Si se considera el acumulado del primer semestre del año, el índice inflacionario general se ubica en un preocupante 48,2%, resultado de los aumentos mensuales progresivos de los últimos cinco meses.

El Director Ejecutivo de INDECOM, Miguel Calvete, advierte sobre el incremento en la canasta básica de alimentos, que si se suman las subidas de los cinco meses anteriores junto con el aumento del 7,6% en junio, el incremento en los primeros seis meses del año asciende a un alarmante 67,5%.
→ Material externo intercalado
//! Response assembly
//! Pure composition of payload, continuation metadata and a size snapshot

use crate::errors::{ChunkError, Result};
use crate::response::types::{ChunkInfo, ChunkingInfo, ResponseEnvelope, SizeInfo, CHUNKING_KEY};
use crate::size::SizeMonitor;
use serde::Serialize;
use serde_json::Value;

/// Builds delivery envelopes; never mutates the monitor
#[derive(Debug, Clone, Copy, Default)]
pub struct ResponseAssembler;

impl ResponseAssembler {
    /// Create new assembler
    pub fn new() -> Self {
        Self
    }

    /// Merge `payload` with chunking metadata
    ///
    /// `payload` must serialize to a JSON object without a `chunking` field.
    /// The token is attached only when `has_more` is set. Progress is
    /// `current_chunk / estimated_total × 100`, capped at 100, and only
    /// reported when the total is known.
    pub fn assemble<P: Serialize>(
        &self,
        payload: &P,
        has_more: bool,
        monitor: &SizeMonitor,
        continuation_id: Option<&str>,
        chunk_index: usize,
        estimated_total: Option<usize>,
    ) -> Result<ResponseEnvelope> {
        let payload = match serde_json::to_value(payload)? {
            Value::Object(map) => map,
            other => {
                return Err(ChunkError::InvalidPayload(format!(
                    "payload must be a JSON object, got {}",
                    json_type(&other)
                )))
            }
        };

        if payload.contains_key(CHUNKING_KEY) {
            return Err(ChunkError::InvalidPayload(format!(
                "payload field '{}' is reserved",
                CHUNKING_KEY
            )));
        }

        let continuation_token = if has_more {
            continuation_id.map(str::to_string)
        } else {
            None
        };

        let progress_percentage = estimated_total
            .filter(|total| *total > 0)
            .map(|total| ((chunk_index as f64 / total as f64) * 100.0).min(100.0));

        let snapshot = monitor.snapshot();

        Ok(ResponseEnvelope {
            payload,
            chunking: ChunkingInfo {
                has_more,
                continuation_token,
                chunk_info: ChunkInfo {
                    current_chunk: chunk_index,
                    estimated_total_chunks: estimated_total,
                    progress_percentage,
                },
                size_info: SizeInfo {
                    current_size: snapshot.current,
                    max_size: snapshot.max,
                    usage_percentage: snapshot.usage_percentage,
                },
            },
        })
    }
}

fn json_type(value: &Value) -> &'static str {
    match value {
        Value::Null => "null",
        Value::Bool(_) => "boolean",
        Value::Number(_) => "number",
        Value::String(_) => "string",
        Value::Array(_) => "array",
        Value::Object(_) => "object",
    }
}
mod upload_service;

pub use upload_service::UploadService;
mod auth_dto;

pub use auth_dto::{LoginRequestDto, RegisterRequestDto, TokenResponseDto, UserResponseDto};
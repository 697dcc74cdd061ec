use std::sync::Arc;

use axum::{
    routing::{get, post, put},
    Router,
};

use crate::features::reports::handlers::report_handler;
use crate::features::reports::services::ReportService;

/// Report routes. All of them require bearer authentication.
///
/// "/laporan/me" is static and therefore wins over "/laporan/{id}".
pub fn routes(service: Arc<ReportService>) -> Router {
    Router::new()
        .route(
            "/laporan",
            post(report_handler::create_report).get(report_handler::list_all_reports),
        )
        .route("/laporan/me", get(report_handler::list_my_reports))
        .route("/laporan/{id}", get(report_handler::get_report))
        .route(
            "/laporan/{id}/status",
            put(report_handler::update_report_status),
        )
        .route(
            "/laporan/{id}/history",
            get(report_handler::get_report_history),
        )
        .with_state(service)
}
use std::sync::Arc;

use axum::{
    extract::{Path, State},
    http::StatusCode,
    Json,
};
use validator::Validate;

use crate::core::error::{AppError, Result};
use crate::core::extractor::AppJson;
use crate::features::auth::guards::{RequireStaff, RequireStudent};
use crate::features::auth::models::CurrentUser;
use crate::features::reports::dtos::{
    CreateReportDto, ReportResponseDto, StatusHistoryDto, StatusUpdateDto,
};
use crate::features::reports::models::Report;
use crate::features::reports::services::ReportService;
use crate::shared::types::{ApiResponse, Meta};

/// A student may only see their own report; staff may see any.
fn ensure_can_view(user: &CurrentUser, report: &Report) -> Result<()> {
    if user.is_staff() || report.user_id == user.id {
        Ok(())
    } else {
        Err(AppError::Forbidden("Access denied".to_string()))
    }
}

/// Submit a new damage report
#[utoipa::path(
    post,
    path = "/laporan",
    request_body = CreateReportDto,
    responses(
        (status = 201, description = "Report submitted successfully", body = ApiResponse<ReportResponseDto>),
        (status = 400, description = "Validation error"),
        (status = 401, description = "Unauthorized"),
        (status = 403, description = "Student access required")
    ),
    tag = "laporan",
    security(
        ("bearer_auth" = [])
    )
)]
pub async fn create_report(
    RequireStudent(user): RequireStudent,
    State(service): State<Arc<ReportService>>,
    AppJson(dto): AppJson<CreateReportDto>,
) -> Result<(StatusCode, Json<ApiResponse<ReportResponseDto>>)> {
    dto.validate()
        .map_err(|e| AppError::Validation(e.to_string()))?;

    let report = service.create(dto, &user).await?;
    Ok((
        StatusCode::CREATED,
        Json(ApiResponse::success(
            Some(ReportResponseDto::from(report)),
            None,
            None,
        )),
    ))
}

/// List the authenticated user's own reports
#[utoipa::path(
    get,
    path = "/laporan/me",
    responses(
        (status = 200, description = "Reports retrieved successfully", body = ApiResponse<Vec<ReportResponseDto>>),
        (status = 401, description = "Unauthorized")
    ),
    tag = "laporan",
    security(
        ("bearer_auth" = [])
    )
)]
pub async fn list_my_reports(
    user: CurrentUser,
    State(service): State<Arc<ReportService>>,
) -> Result<Json<ApiResponse<Vec<ReportResponseDto>>>> {
    let reports = service.list_for_user(user.id).await?;
    let total = reports.len() as i64;
    let data: Vec<ReportResponseDto> = reports.into_iter().map(Into::into).collect();

    Ok(Json(ApiResponse::success(
        Some(data),
        None,
        Some(Meta { total }),
    )))
}

/// List every report (staff only)
#[utoipa::path(
    get,
    path = "/laporan",
    responses(
        (status = 200, description = "Reports retrieved successfully", body = ApiResponse<Vec<ReportResponseDto>>),
        (status = 401, description = "Unauthorized"),
        (status = 403, description = "Staff access required")
    ),
    tag = "laporan",
    security(
        ("bearer_auth" = [])
    )
)]
pub async fn list_all_reports(
    RequireStaff(_user): RequireStaff,
    State(service): State<Arc<ReportService>>,
) -> Result<Json<ApiResponse<Vec<ReportResponseDto>>>> {
    let reports = service.list_all().await?;
    let total = reports.len() as i64;
    let data: Vec<ReportResponseDto> = reports.into_iter().map(Into::into).collect();

    Ok(Json(ApiResponse::success(
        Some(data),
        None,
        Some(Meta { total }),
    )))
}

/// Get a single report
#[utoipa::path(
    get,
    path = "/laporan/{id}",
    params(
        ("id" = i64, Path, description = "Report id")
    ),
    responses(
        (status = 200, description = "Report retrieved successfully", body = ApiResponse<ReportResponseDto>),
        (status = 401, description = "Unauthorized"),
        (status = 403, description = "Access denied"),
        (status = 404, description = "Report not found")
    ),
    tag = "laporan",
    security(
        ("bearer_auth" = [])
    )
)]
pub async fn get_report(
    user: CurrentUser,
    State(service): State<Arc<ReportService>>,
    Path(id): Path<i64>,
) -> Result<Json<ApiResponse<ReportResponseDto>>> {
    let report = service.get(id).await?;
    ensure_can_view(&user, &report)?;

    Ok(Json(ApiResponse::success(
        Some(ReportResponseDto::from(report)),
        None,
        None,
    )))
}

/// Update a report's status (staff only)
#[utoipa::path(
    put,
    path = "/laporan/{id}/status",
    params(
        ("id" = i64, Path, description = "Report id")
    ),
    request_body = StatusUpdateDto,
    responses(
        (status = 200, description = "Status updated successfully", body = ApiResponse<ReportResponseDto>),
        (status = 400, description = "Validation error"),
        (status = 401, description = "Unauthorized"),
        (status = 403, description = "Staff access required"),
        (status = 404, description = "Report not found"),
        (status = 409, description = "Report already resolved or rejected")
    ),
    tag = "laporan",
    security(
        ("bearer_auth" = [])
    )
)]
pub async fn update_report_status(
    RequireStaff(user): RequireStaff,
    State(service): State<Arc<ReportService>>,
    Path(id): Path<i64>,
    AppJson(dto): AppJson<StatusUpdateDto>,
) -> Result<Json<ApiResponse<ReportResponseDto>>> {
    dto.validate()
        .map_err(|e| AppError::Validation(e.to_string()))?;

    let report = service.update_status(id, dto, &user).await?;
    Ok(Json(ApiResponse::success(
        Some(ReportResponseDto::from(report)),
        None,
        None,
    )))
}

/// Get a report's status history
#[utoipa::path(
    get,
    path = "/laporan/{id}/history",
    params(
        ("id" = i64, Path, description = "Report id")
    ),
    responses(
        (status = 200, description = "History retrieved successfully", body = ApiResponse<Vec<StatusHistoryDto>>),
        (status = 401, description = "Unauthorized"),
        (status = 403, description = "Access denied"),
        (status = 404, description = "Report not found")
    ),
    tag = "laporan",
    security(
        ("bearer_auth" = [])
    )
)]
pub async fn get_report_history(
    user: CurrentUser,
    State(service): State<Arc<ReportService>>,
    Path(id): Path<i64>,
) -> Result<Json<ApiResponse<Vec<StatusHistoryDto>>>> {
    let report = service.get(id).await?;
    ensure_can_view(&user, &report)?;

    let history = service.history(id).await?;
    let data: Vec<StatusHistoryDto> = history.into_iter().map(Into::into).collect();

    Ok(Json(ApiResponse::success(Some(data), None, None)))
}
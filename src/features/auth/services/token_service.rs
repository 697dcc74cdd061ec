use std::time::Duration;

use chrono::Utc;
use jsonwebtoken::{decode, encode, Algorithm, DecodingKey, EncodingKey, Header, Validation};
use serde::{Deserialize, Serialize};

use crate::core::config::AuthConfig;
use crate::core::error::{AppError, Result};

#[derive(Debug, Serialize, Deserialize)]
struct Claims {
    sub: String,
    iat: u64,
    exp: u64,
}

/// Issues and verifies signed bearer tokens (HS256 with a server-held secret).
pub struct TokenService {
    encoding_key: EncodingKey,
    decoding_key: DecodingKey,
    validation: Validation,
    ttl: Duration,
}

impl TokenService {
    pub fn new(config: &AuthConfig) -> Self {
        let mut validation = Validation::new(Algorithm::HS256);
        validation.leeway = config.jwt_leeway.as_secs();

        Self {
            encoding_key: EncodingKey::from_secret(config.secret_key.as_bytes()),
            decoding_key: DecodingKey::from_secret(config.secret_key.as_bytes()),
            validation,
            ttl: config.token_ttl,
        }
    }

    /// Issue an access token for the given user id.
    pub fn issue(&self, user_id: i64) -> Result<String> {
        let now = Utc::now().timestamp() as u64;
        let claims = Claims {
            sub: user_id.to_string(),
            iat: now,
            exp: now + self.ttl.as_secs(),
        };

        encode(&Header::new(Algorithm::HS256), &claims, &self.encoding_key)
            .map_err(|e| AppError::Internal(format!("Failed to sign token: {}", e)))
    }

    /// Verify a bearer token and return the subject user id.
    ///
    /// Expired, malformed and tampered tokens all collapse into the same
    /// error so callers cannot distinguish why verification failed.
    pub fn verify(&self, token: &str) -> Result<i64> {
        let data = decode::<Claims>(token, &self.decoding_key, &self.validation)
            .map_err(|_| Self::invalid_token())?;

        data.claims.sub.parse::<i64>().map_err(|_| Self::invalid_token())
    }

    pub fn ttl_secs(&self) -> i64 {
        self.ttl.as_secs() as i64
    }

    fn invalid_token() -> AppError {
        AppError::Auth("Invalid or expired token".to_string())
    }
}

#[cfg(test)]
mod tests {
    use super::*;

    fn test_config(secret: &str) -> AuthConfig {
        AuthConfig {
            secret_key: secret.to_string(),
            token_ttl: Duration::from_secs(3600),
            jwt_leeway: Duration::from_secs(0),
        }
    }

    #[test]
    fn issue_and_verify_roundtrip() {
        let service = TokenService::new(&test_config("test-secret"));
        let token = service.issue(42).unwrap();
        assert_eq!(service.verify(&token).unwrap(), 42);
    }

    #[test]
    fn rejects_token_signed_with_other_secret() {
        let service = TokenService::new(&test_config("secret-a"));
        let other = TokenService::new(&test_config("secret-b"));
        let token = other.issue(42).unwrap();
        assert!(service.verify(&token).is_err());
    }

    #[test]
    fn rejects_expired_token() {
        let service = TokenService::new(&test_config("test-secret"));
        let now = Utc::now().timestamp() as u64;
        let claims = Claims {
            sub: "42".to_string(),
            iat: now - 7200,
            exp: now - 3600,
        };
        let token = encode(
            &Header::new(Algorithm::HS256),
            &claims,
            &EncodingKey::from_secret(b"test-secret"),
        )
        .unwrap();
        assert!(service.verify(&token).is_err());
    }

    #[test]
    fn rejects_garbage() {
        let service = TokenService::new(&test_config("test-secret"));
        assert!(service.verify("").is_err());
        assert!(service.verify("not.a.jwt").is_err());
    }
}
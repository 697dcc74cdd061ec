mod upload_dto;

pub use upload_dto::{StoredFileDto, UploadFormDto};
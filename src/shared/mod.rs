pub mod constants;
pub mod test_helpers;
pub mod types;
pub mod validation;
#[cfg(test)]
use sqlx::sqlite::SqlitePoolOptions;
#[cfg(test)]
use sqlx::SqlitePool;

#[cfg(test)]
use crate::features::auth::models::{CurrentUser, User, UserRole};

#[cfg(test)]
pub fn student_user(id: i64) -> CurrentUser {
    CurrentUser {
        id,
        username: format!("student{}", id),
        email: format!("student{}@campus.test", id),
        role: UserRole::Student,
        display_name: format!("Student {}", id),
    }
}

#[cfg(test)]
pub fn staff_user(id: i64) -> CurrentUser {
    CurrentUser {
        id,
        username: format!("staff{}", id),
        email: format!("staff{}@campus.test", id),
        role: UserRole::Staff,
        display_name: format!("Staff {}", id),
    }
}

/// Fresh in-memory database with migrations applied.
///
/// A single connection keeps the in-memory database alive for the whole test.
#[cfg(test)]
pub async fn test_pool() -> SqlitePool {
    let pool = SqlitePoolOptions::new()
        .max_connections(1)
        .connect("sqlite::memory:")
        .await
        .expect("failed to open in-memory database");

    sqlx::migrate!("./migrations")
        .run(&pool)
        .await
        .expect("failed to run migrations");

    pool
}

/// Insert a user row directly and return it.
#[cfg(test)]
pub async fn seed_user(pool: &SqlitePool, username: &str, role: UserRole) -> User {
    sqlx::query_as::<_, User>(
        "INSERT INTO users (username, email, password_hash, role, display_name, created_at) \
         VALUES (?, ?, 'x', ?, ?, ?) \
         RETURNING id, username, email, password_hash, role, display_name, created_at",
    )
    .bind(username)
    .bind(format!("{}@campus.test", username))
    .bind(role)
    .bind(username)
    .bind(chrono::Utc::now())
    .fetch_one(pool)
    .await
    .expect("failed to seed user")
}
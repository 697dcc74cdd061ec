pub mod report_handler;
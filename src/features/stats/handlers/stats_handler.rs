use std::sync::Arc;

use axum::{extract::State, Json};

use crate::core::error::Result;
use crate::features::auth::guards::RequireStaff;
use crate::features::stats::dtos::StatisticsDto;
use crate::features::stats::services::StatsService;
use crate::shared::types::ApiResponse;

/// Get aggregate report statistics (staff only)
#[utoipa::path(
    get,
    path = "/statistik",
    responses(
        (status = 200, description = "Statistics retrieved successfully", body = ApiResponse<StatisticsDto>),
        (status = 401, description = "Unauthorized"),
        (status = 403, description = "Staff access required")
    ),
    tag = "statistik",
    security(
        ("bearer_auth" = [])
    )
)]
pub async fn get_statistics(
    RequireStaff(_user): RequireStaff,
    State(service): State<Arc<StatsService>>,
) -> Result<Json<ApiResponse<StatisticsDto>>> {
    let stats = service.summary().await;
    Ok(Json(ApiResponse::success(Some(stats), None, None)))
}
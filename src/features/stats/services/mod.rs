mod stats_service;

pub use stats_service::StatsService;
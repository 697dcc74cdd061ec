pub mod auth_handler;
use std::path::PathBuf;

use axum::body::Bytes;
use uuid::Uuid;

use crate::core::config::UploadConfig;
use crate::core::error::{AppError, Result};
use crate::features::uploads::dtos::StoredFileDto;

/// Stores report photos on local disk under a server-generated name.
pub struct UploadService {
    dir: PathBuf,
    max_file_size: usize,
    public_base_url: String,
}

impl UploadService {
    pub fn new(config: &UploadConfig, public_base_url: String) -> Self {
        Self {
            dir: PathBuf::from(&config.dir),
            max_file_size: config.max_file_size,
            public_base_url,
        }
    }

    /// Create the upload directory if it does not exist.
    pub async fn ensure_dir(&self) -> Result<()> {
        tokio::fs::create_dir_all(&self.dir).await.map_err(|e| {
            AppError::Internal(format!(
                "Failed to create upload directory '{}': {}",
                self.dir.display(),
                e
            ))
        })
    }

    /// Store an uploaded image and return its public URL.
    ///
    /// The stored name is a fresh UUID plus a sanitized extension taken from
    /// the client file name, so client names never reach the filesystem.
    pub async fn store_image(
        &self,
        filename: Option<&str>,
        content_type: Option<&str>,
        data: Bytes,
    ) -> Result<StoredFileDto> {
        let content_type = content_type
            .ok_or_else(|| AppError::Validation("Missing content type".to_string()))?;
        if !content_type.starts_with("image/") {
            return Err(AppError::Validation(format!(
                "Only image uploads are allowed, got '{}'",
                content_type
            )));
        }

        if data.is_empty() {
            return Err(AppError::Validation("Uploaded file is empty".to_string()));
        }
        if data.len() > self.max_file_size {
            return Err(AppError::Validation(format!(
                "File too large: {} bytes (limit {})",
                data.len(),
                self.max_file_size
            )));
        }

        let extension = filename
            .and_then(|name| name.rsplit_once('.'))
            .map(|(_, ext)| ext.to_lowercase())
            .filter(|ext| !ext.is_empty() && ext.chars().all(|c| c.is_ascii_alphanumeric()))
            .unwrap_or_else(|| "jpg".to_string());

        let stored_name = format!("{}.{}", Uuid::new_v4(), extension);
        let path = self.dir.join(&stored_name);
        let size = data.len();

        tokio::fs::write(&path, &data).await.map_err(|e| {
            tracing::error!("Failed to write upload to '{}': {:?}", path.display(), e);
            AppError::Internal("Failed to store uploaded file".to_string())
        })?;

        tracing::info!("Stored upload '{}' ({} bytes)", stored_name, size);

        Ok(StoredFileDto {
            url: format!("{}/uploads/{}", self.public_base_url, stored_name),
            filename: stored_name,
            size,
        })
    }
}

#[cfg(test)]
mod tests {
    use super::*;

    fn service(dir: &std::path::Path) -> UploadService {
        UploadService {
            dir: dir.to_path_buf(),
            max_file_size: 1024,
            public_base_url: "http://localhost:8000".to_string(),
        }
    }

    #[tokio::test]
    async fn stores_image_under_generated_name() {
        let tmp = tempfile::tempdir().unwrap();
        let service = service(tmp.path());

        let stored = service
            .store_image(
                Some("lampu rusak.PNG"),
                Some("image/png"),
                Bytes::from_static(b"fakepng"),
            )
            .await
            .unwrap();

        assert!(stored.filename.ends_with(".png"));
        assert!(!stored.filename.contains(' '));
        assert_eq!(stored.size, 7);
        assert_eq!(
            stored.url,
            format!("http://localhost:8000/uploads/{}", stored.filename)
        );
        assert!(tmp.path().join(&stored.filename).exists());
    }

    #[tokio::test]
    async fn defaults_extension_when_name_is_unusable() {
        let tmp = tempfile::tempdir().unwrap();
        let service = service(tmp.path());

        let stored = service
            .store_image(
                Some("../../etc/passwd"),
                Some("image/jpeg"),
                Bytes::from_static(b"x"),
            )
            .await
            .unwrap();

        assert!(stored.filename.ends_with(".jpg"));
    }

    #[tokio::test]
    async fn rejects_non_image_content_type() {
        let tmp = tempfile::tempdir().unwrap();
        let service = service(tmp.path());

        let err = service
            .store_image(
                Some("report.pdf"),
                Some("application/pdf"),
                Bytes::from_static(b"x"),
            )
            .await
            .unwrap_err();

        assert!(matches!(err, AppError::Validation(_)));
    }

    #[tokio::test]
    async fn rejects_oversized_and_empty_files() {
        let tmp = tempfile::tempdir().unwrap();
        let service = service(tmp.path());

        let big = Bytes::from(vec![0u8; 2048]);
        let err = service
            .store_image(Some("a.png"), Some("image/png"), big)
            .await
            .unwrap_err();
        assert!(matches!(err, AppError::Validation(_)));

        let err = service
            .store_image(Some("a.png"), Some("image/png"), Bytes::new())
            .await
            .unwrap_err();
        assert!(matches!(err, AppError::Validation(_)));
    }
}
use std::sync::Arc;

use axum::{routing::post, Router};

use crate::features::uploads::handlers::upload_handler;
use crate::features::uploads::services::UploadService;

/// Upload routes (require bearer authentication)
pub fn routes(service: Arc<UploadService>) -> Router {
    Router::new()
        .route("/upload", post(upload_handler::upload_photo))
        .with_state(service)
}
use std::sync::Arc;

use axum::{
    routing::{get, post},
    Router,
};

use crate::features::auth::handlers::auth_handler;
use crate::features::auth::services::AuthService;

/// Public auth routes (no authentication required)
pub fn public_routes(service: Arc<AuthService>) -> Router {
    Router::new()
        .route("/register", post(auth_handler::register))
        .route("/login", post(auth_handler::login))
        .with_state(service)
}

/// Protected auth routes (require bearer authentication)
pub fn protected_routes(service: Arc<AuthService>) -> Router {
    Router::new()
        .route("/users/me", get(auth_handler::get_me))
        .with_state(service)
}
use axum::{
    http::StatusCode,
    response::{IntoResponse, Response},
    Json,
};
use thiserror::Error;

use crate::shared::types::ApiResponse;

#[derive(Debug, Error)]
pub enum AppError {
    #[error("Database error: {0}")]
    Database(#[from] sqlx::Error),

    #[error("Not found: {0}")]
    NotFound(String),

    #[error("Validation error: {0}")]
    Validation(String),

    #[error("Bad request: {0}")]
    BadRequest(String),

    #[error("Internal server error: {0}")]
    Internal(String),

    #[error("Authentication error: {0}")]
    Auth(String),

    #[error("Unauthorized: {0}")]
    Unauthorized(String),

    #[error("Forbidden: {0}")]
    Forbidden(String),

    #[error("Conflict: {0}")]
    Conflict(String),
}

impl IntoResponse for AppError {
    fn into_response(self) -> Response {
        let (status, message, errors) = match self {
            AppError::Database(ref e) => {
                tracing::error!("Database error: {:?}", e);
                (
                    StatusCode::INTERNAL_SERVER_ERROR,
                    "Database error occurred".to_string(),
                    None,
                )
            }
            AppError::NotFound(ref msg) => (StatusCode::NOT_FOUND, msg.clone(), None),
            AppError::Validation(ref msg) => (
                StatusCode::BAD_REQUEST,
                msg.clone(),
                Some(vec![msg.clone()]),
            ),
            AppError::BadRequest(ref msg) => (StatusCode::BAD_REQUEST, msg.clone(), None),
            AppError::Internal(ref msg) => {
                tracing::error!("Internal error: {}", msg);
                (
                    StatusCode::INTERNAL_SERVER_ERROR,
                    "Internal server error".to_string(),
                    None,
                )
            }
            AppError::Auth(ref msg) => (StatusCode::UNAUTHORIZED, msg.clone(), None),
            AppError::Unauthorized(ref msg) => (StatusCode::UNAUTHORIZED, msg.clone(), None),
            AppError::Forbidden(ref msg) => (StatusCode::FORBIDDEN, msg.clone(), None),
            AppError::Conflict(ref msg) => (StatusCode::CONFLICT, msg.clone(), None),
        };

        let body = Json(ApiResponse::<()>::error(Some(message), errors));

        (status, body).into_response()
    }
}

pub type Result<T> = std::result::Result<T, AppError>;
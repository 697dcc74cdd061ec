//! Priority classification for incoming reports.
//!
//! Priority is derived from the reported facility type and damage category.
//! Critical facilities block teaching or campus operations outright, common
//! facilities degrade them, and anything unrecognized starts at the bottom.
//! Severe damage escalates the base priority one level.

use crate::features::reports::models::{DamageCategory, Priority};

const CRITICAL_FACILITIES: [&str; 7] = [
    "proyektor",
    "ac",
    "komputer",
    "listrik",
    "internet",
    "jaringan",
    "server",
];

const COMMON_FACILITIES: [&str; 8] = [
    "kursi",
    "meja",
    "papan tulis",
    "pintu",
    "jendela",
    "toilet",
    "lampu",
    "washtafel",
];

/// Classify a report into a handling priority.
///
/// Facility matching is a case-insensitive substring check, so "AC ruang 301"
/// matches "ac" and "Papan Tulis" matches "papan tulis".
pub fn classify(facility_type: &str, category: DamageCategory) -> Priority {
    let facility = facility_type.to_lowercase();

    let base = if CRITICAL_FACILITIES.iter().any(|f| facility.contains(f)) {
        Priority::High
    } else if COMMON_FACILITIES.iter().any(|f| facility.contains(f)) {
        Priority::Medium
    } else {
        Priority::Low
    };

    match category {
        DamageCategory::Severe => base.escalate(),
        DamageCategory::Minor => base,
    }
}

#[cfg(test)]
mod tests {
    use super::*;

    #[test]
    fn critical_facility_severe_is_high() {
        assert_eq!(classify("Proyektor", DamageCategory::Severe), Priority::High);
    }

    #[test]
    fn critical_facility_minor_is_high() {
        assert_eq!(classify("proyektor", DamageCategory::Minor), Priority::High);
    }

    #[test]
    fn common_facility_minor_is_medium() {
        assert_eq!(classify("Kursi", DamageCategory::Minor), Priority::Medium);
    }

    #[test]
    fn common_facility_severe_is_high() {
        assert_eq!(classify("kursi kuliah", DamageCategory::Severe), Priority::High);
    }

    #[test]
    fn unknown_facility_minor_is_low() {
        assert_eq!(classify("Gordyn", DamageCategory::Minor), Priority::Low);
    }

    #[test]
    fn unknown_facility_severe_is_medium() {
        assert_eq!(classify("Gordyn", DamageCategory::Severe), Priority::Medium);
    }

    #[test]
    fn matching_is_substring_and_case_insensitive() {
        assert_eq!(
            classify("AC ruang 301", DamageCategory::Minor),
            Priority::High
        );
        assert_eq!(
            classify("Papan Tulis lantai 2", DamageCategory::Minor),
            Priority::Medium
        );
    }
}
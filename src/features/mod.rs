pub mod auth;
pub mod reports;
pub mod stats;
pub mod uploads;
Aunque junio mostró una leve desaceleración en comparación con los meses anteriores, Calvete aclara que esto no representa una desaceleración real de la inflación. La estacionalidad de los precios juega un papel en esta aparente desaceleración, pero la inflación sigue siendo un problema latente.

El informe proyecta un panorama desalentador, con una inflación anual que podría alcanzar aproximadamente el 120%. Además, destaca el impacto en los ingresos de los sectores medios y bajos, con una significativa caída en los últimos dos años. Los ingresos de los segmentos más pobres han disminuido un 18%, incluso con asistencia gubernamental, mientras que los salarios de la clase media han caído un 16,5% sin ningún tipo de ayuda. Esto ha llevado al riesgo de pobreza a la parte más baja de la clase media.

INDECOM resalta que más del 30% de los argentinos empleados formalmente se encuentran actualmente por debajo de la línea de pobreza, lo que representa un aumento significativo en comparación con el año anterior.

Calvete expresa una profunda preocupación por esta situación, ya que todos los indicadores reflejan un deterioro que empeora mes a mes, generando importantes pérdidas en el poder adquisitivo de los sectores más desfavorecidos. Esto profundiza la creciente brecha social con los estratos más acomodados de la sociedad, aumentando la desigualdad en la pirámide de consumo.